Exercise requirements: Please transcribe the entries below without omitting a single character.

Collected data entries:
// SPDX-FileCopyrightText: 2025 The flashcore Authors
// SPDX-License-Identifier: GPL-3.0-or-later

//! Register-level drivers for the MTK crypto/DMA engines.
//!
//! Each driver runs over a [`MemAccess`] seam: the limited word-sized
//! read/write primitive the Preloader protocol already provides. The
//! drivers compose it into stronger primitives (arbitrary memory access,
//! hardware-key AES) that the exploit bridges build on.

pub mod cqdma;
pub mod dxcc;
pub mod gcpu;
pub mod sej;

use std::time::{Duration, Instant};

use crate::error::{Error, Result};
use crate::proto::preloader::Preloader;

/// Word-sized access to device physical memory.
pub trait MemAccess {
    fn read32(&mut self, addr: u32) -> Result<u32>;
    fn write32(&mut self, addr: u32, value: u32) -> Result<()>;
}

impl MemAccess for Preloader<'_> {
    fn read32(&mut self, addr: u32) -> Result<u32> {
        Preloader::read32(self, addr)
    }

    fn write32(&mut self, addr: u32, value: u32) -> Result<()> {
        Preloader::write32(self, addr, value)
    }
}

/// Poll `addr` until `(value & mask) != 0`, with a deadline.
pub(crate) fn poll_set(
    mem: &mut dyn MemAccess,
    addr: u32,
    mask: u32,
    timeout: Duration,
    stage: &'static str,
) -> Result<()> {
    let deadline = Instant::now() + timeout;
    loop {
        if mem.read32(addr)? & mask != 0 {
            return Ok(());
        }
        if Instant::now() >= deadline {
            return Err(Error::Deadline { stage });
        }
    }
}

Written solution:
// SPDX-FileCopyrightText: 2025 The flashcore Authors
// SPDX-License-Identifier: GPL-3.0-or-later

//! Register-level drivers for the MTK crypto/DMA engines.
//!
//! Each driver runs over a [`MemAccess`] seam: the limited word-sized
//! read/write primitive the Preloader protocol already provides. The
//! drivers compose it into stronger primitives (arbitrary memory access,
//! hardware-key AES) that the exploit bridges build on.

pub mod cqdma;
pub mod dxcc;
pub mod gcpu;
pub mod sej;

use std::time::{Duration, Instant};

use crate::error::{Error, Result};
use crate::proto::preloader::Preloader;

/// Word-sized access to device physical memory.
pub trait MemAccess {
    fn read32(&mut self, addr: u32) -> Result<u32>;
    fn write32(&mut self, addr: u32, value: u32) -> Result<()>;
}

impl MemAccess for Preloader<'_> {
    fn read32(&mut self, addr: u32) -> Result<u32> {
        Preloader::read32(self, addr)
    }

    fn write32(&mut self, addr: u32, value: u32) -> Result<()> {
        Preloader::write32(self, addr, value)
    }
}

/// Poll `addr` until `(value & mask) != 0`, with a deadline.
pub(crate) fn poll_set(
    mem: &mut dyn MemAccess,
    addr: u32,
    mask: u32,
    timeout: Duration,
    stage: &'static str,
) -> Result<()> {
    let deadline = Instant::now() + timeout;
    loop {
        if mem.read32(addr)? & mask != 0 {
            return Ok(());
        }
        if Instant::now() >= deadline {
            return Err(Error::Deadline { stage });
        }
    }
}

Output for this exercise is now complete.